Sabiston notes a couple more caveats in the study that may ease parents’ minds. For one, the data was parent-reported, meaning that some of the correlations found are only as accurate as parents are at reporting their child’s mental well-being. For some metrics, such as depression, parents may be accurate, but for others, such as social problems, they may be way off.
Additionally, Hoffmann and Sabiston each point to the complexity in defining sport type. Although studies like this one must place each sport into an individual or team category, in reality, most sports are not purely one or the other, and instead include traits from both, causing the sport to actually fall in the middle.
“There is a whole group of sports that are considered co-acting,” said Sabiston. “So you play against one other person — it’s an individual play or doubles — but you’re part of a team. Same thing with track and field. Same thing with swimming.”

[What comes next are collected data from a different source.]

//! Docs command implementation - static HTML from materialized tables

use anyhow::{bail, Context, Result};
use bdp_core::{Asset, AssetKind, Metadata, Project, Value};
use bdp_db::{ColumnInfo, Database};
use std::fs;
use std::path::Path;

use crate::cli::{DocsArgs, GlobalArgs};
use crate::commands::common;

/// Metadata keys shown first, in this order
const PREFERRED_KEYS: &[&str] = &["name", "schema", "description", "depends"];

/// Everything rendered for one asset
#[derive(Debug)]
pub(crate) struct AssetDoc<'a> {
    name: String,
    kind: AssetKind,
    path: String,
    description: Option<&'a str>,
    metadata: &'a Metadata,
    columns: Vec<ColumnInfo>,
    row_count: usize,
    sample_columns: Vec<String>,
    sample_rows: Vec<Vec<Value>>,
}

/// Execute the docs command
pub fn execute(args: &DocsArgs, global: &GlobalArgs) -> Result<()> {
    let project = common::load_project(global)?;
    if project.assets.is_empty() {
        bail!("No assets found.");
    }
    let db = common::open_database(global, &project)?;

    let mut docs = Vec::with_capacity(project.assets.len());
    for asset in project.assets.values() {
        docs.push(collect_asset_doc(&project, &db, asset, args.sample_rows)?);
    }

    let html = render_document(&project.config.metadata_namespace, &docs);
    let out = Path::new(&args.out);
    if let Some(parent) = out.parent().filter(|p| !p.as_os_str().is_empty()) {
        fs::create_dir_all(parent)
            .with_context(|| format!("Failed to create directory: {}", parent.display()))?;
    }
    fs::write(out, html).with_context(|| format!("Failed to write {}", out.display()))?;

    println!("Documentation for {} assets written to {}", docs.len(), out.display());
    Ok(())
}

fn collect_asset_doc<'a>(
    project: &Project,
    db: &dyn Database,
    asset: &'a Asset,
    sample_rows: usize,
) -> Result<AssetDoc<'a>> {
    let (schema, table) = (asset.schema(), asset.table());
    if !db.table_exists(schema, table)? {
        bail!("Missing table {}. Run `bdp materialize`.", asset.name);
    }
    let columns = db
        .columns_of(schema, table)
        .with_context(|| format!("Failed to read columns of {}", asset.name))?;
    let row_count = db
        .row_count(schema, table)
        .with_context(|| format!("Failed to count rows of {}", asset.name))?;
    let (sample_columns, sample_rows) = db
        .sample_rows(schema, table, sample_rows)
        .with_context(|| format!("Failed to sample {}", asset.name))?;

    Ok(AssetDoc {
        name: asset.name.to_string(),
        kind: asset.kind,
        path: common::display_path(project, asset),
        description: asset.description.as_deref(),
        metadata: &asset.metadata,
        columns,
        row_count,
        sample_columns,
        sample_rows,
    })
}

/// Render the full HTML page
pub(crate) fn render_document(namespace: &str, docs: &[AssetDoc<'_>]) -> String {
    let index = docs
        .iter()
        .map(|d| {
            let name = html_escape(&d.name);
            format!("      <li><a href=\"#{name}\">{name}</a></li>")
        })
        .collect::<Vec<_>>()
        .join("\n");
    let sections = docs
        .iter()
        .map(|d| render_section(namespace, d))
        .collect::<Vec<_>>()
        .join("\n");

    format!(
        r#"<!doctype html>
<html lang="en">
<head>
  <meta charset="utf-8">
  <meta name="viewport" content="width=device-width, initial-scale=1">
  <title>bdp docs</title>
  <style>
    body {{ font-family: ui-monospace, Menlo, Consolas, monospace; color: #111; margin: 0; padding: 24px; line-height: 1.5 }}
    .layout {{ display: grid; grid-template-columns: 240px 1fr; gap: 24px; align-items: start }}
    main {{ max-width: 980px; min-width: 0 }}
    aside {{ position: sticky; top: 24px }}
    ul {{ list-style: none; padding: 0; margin: 8px 0 0 }}
    a {{ color: inherit; text-decoration: none; border-bottom: 1px solid #ddd }}
    section {{ background: #fafafa; border: 1px solid #eee; border-radius: 6px; padding: 16px; margin: 0 0 16px }}
    table {{ border-collapse: collapse; width: 100%; margin: 8px 0 16px }}
    th, td {{ text-align: left; padding: 4px 6px; border-bottom: 1px solid #eee; vertical-align: top }}
    .small {{ color: #666; font-size: 12px }}
    @media (max-width: 900px) {{ .layout {{ grid-template-columns: 1fr }} aside {{ position: static }} }}
  </style>
</head>
<body>
<div class="layout">
  <aside>
    <div class="small">Assets</div>
    <ul>
{index}
    </ul>
  </aside>
  <main>
    <h1>Asset docs</h1>
    <p class="small">Generated from materialized tables. Run bdp docs after bdp materialize.</p>
{sections}
  </main>
</div>
</body>
</html>
"#
    )
}

fn render_section(namespace: &str, doc: &AssetDoc<'_>) -> String {
    let name = html_escape(&doc.name);
    let description = match doc.description {
        Some(d) => format!("<p>{}</p>", html_escape(d)),
        None => "<div class=\"small\">No description.</div>".to_string(),
    };
    format!(
        "<section id=\"{name}\">\n  <h2>{name}</h2>\n  <div class=\"small\">{kind} · {path}</div>\n  {description}\n  <h3>Metadata</h3>\n{metadata}\n  <h3>Columns</h3>\n{columns}\n  <div class=\"small\">Rows: {rows}</div>\n  <h3>Sample</h3>\n{sample}\n</section>",
        kind = doc.kind,
        path = html_escape(&doc.path),
        metadata = render_metadata_table(namespace, doc.metadata),
        columns = render_columns_table(&doc.columns),
        rows = doc.row_count,
        sample = render_sample_table(&doc.sample_columns, &doc.sample_rows),
    )
}

/// Metadata keys in display order: preferred keys first, then the rest sorted
fn ordered_keys(metadata: &Metadata) -> Vec<&str> {
    let mut keys: Vec<&str> = PREFERRED_KEYS
        .iter()
        .copied()
        .filter(|k| metadata.contains_key(k))
        .collect();
    // Metadata iterates in key order already
    keys.extend(
        metadata
            .iter()
            .map(|(k, _)| k)
            .filter(|k| !PREFERRED_KEYS.contains(k)),
    );
    keys
}

fn render_metadata_table(namespace: &str, metadata: &Metadata) -> String {
    if metadata.is_empty() {
        return "  <div class=\"small\">No metadata.</div>".to_string();
    }
    let rows = ordered_keys(metadata)
        .into_iter()
        .map(|key| {
            let values = metadata.get(key).unwrap_or_default();
            let value = if key == "depends" {
                render_depends(values)
            } else {
                html_escape(&values.join(", "))
            };
            format!(
                "      <tr><td><code>{}.{}</code></td><td>{}</td></tr>",
                html_escape(namespace),
                html_escape(key),
                value
            )
        })
        .collect::<Vec<_>>();
    table(&["Key", "Value"], &rows)
}

fn render_depends(values: &[String]) -> String {
    values
        .iter()
        .flat_map(|raw| raw.split(','))
        .map(str::trim)
        .filter(|d| !d.is_empty())
        .map(|d| {
            let d = html_escape(d);
            format!("<a href=\"#{d}\">{d}</a>")
        })
        .collect::<Vec<_>>()
        .join(", ")
}

fn render_columns_table(columns: &[ColumnInfo]) -> String {
    if columns.is_empty() {
        return "  <div class=\"small\">No columns.</div>".to_string();
    }
    let rows = columns
        .iter()
        .map(|c| {
            format!(
                "      <tr><td>{}</td><td>{}</td></tr>",
                html_escape(&c.name),
                html_escape(&c.data_type)
            )
        })
        .collect::<Vec<_>>();
    table(&["Column", "Type"], &rows)
}

fn render_sample_table(columns: &[String], rows: &[Vec<Value>]) -> String {
    if columns.is_empty() {
        return "  <div class=\"small\">No sample available.</div>".to_string();
    }
    if rows.is_empty() {
        return "  <div class=\"small\">No rows.</div>".to_string();
    }
    let headers: Vec<&str> = columns.iter().map(String::as_str).collect();
    let rows = rows
        .iter()
        .map(|row| {
            let cells: String = row
                .iter()
                .map(|v| format!("<td>{}</td>", html_escape(&v.to_string())))
                .collect();
            format!("      <tr>{}</tr>", cells)
        })
        .collect::<Vec<_>>();
    table(&headers, &rows)
}

fn table(headers: &[&str], rows: &[String]) -> String {
    let head: String = headers
        .iter()
        .map(|h| format!("<th>{}</th>", html_escape(h)))
        .collect();
    format!(
        "  <table>\n    <thead>\n      <tr>{}</tr>\n    </thead>\n    <tbody>\n{}\n    </tbody>\n  </table>",
        head,
        rows.join("\n")
    )
}

/// Escape a string for HTML text and attribute values.
pub(crate) fn html_escape(s: &str) -> String {
    s.replace('&', "&amp;")
        .replace('<', "&lt;")
        .replace('>', "&gt;")
        .replace('"', "&quot;")
        .replace('\'', "&#x27;")
}

#[cfg(test)]
#[path = "docs_test.rs"]
mod tests;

These “co-acting” sports cause a problem. For example, researchers in one study could call, say, tennis an individual sport whereas researchers in another study could designate it as a team sport. Any findings from those studies linking individual or team sport to mental health would be irrelevant to parents of a tennis player because tennis would be listed as both an individual and team sport. To move past this barrier, researchers would need an extraordinarily large dataset across many different sports.
“If you could have a big enough sample size for individual sports, that would be the way to do this,” says Dr. Hoffmann. “[You could] compare kids who are playing exclusively tennis, exclusively golf, exclusively gymnastics, and seeing how they compare to kids who play no sports, and then you would know what sport is really associated with negative mental health.”
Helping parents understand the findings
Aside from being very difficult, completing a study that aims to single out one particular sport seems at a minimum ethically controversial — not just by tarnishing the sports’ reputation, but also by introducing a societal stigma towards the kids who decide to play the sport and their parents who allow them to.
So without one of those studies, how should parents interpret these findings? For Dr. Sabiston, parents ought to move forward by allowing their kids to play whichever sport they want, but understand that if a child only plays an individual sport, they may need a little more parental supervision.
“I think [the finding] is actually a positive,” says Dr. Sabiston. “It helps parents understand that if their kids are enrolled in individual sports, there is an added layer that they need to be accounting for. And that is to be a supportive parent, to ask lots of questions, to be aware of what their kids are feeling and doing and making sure that they’re invested in [the sport] for the right reasons.”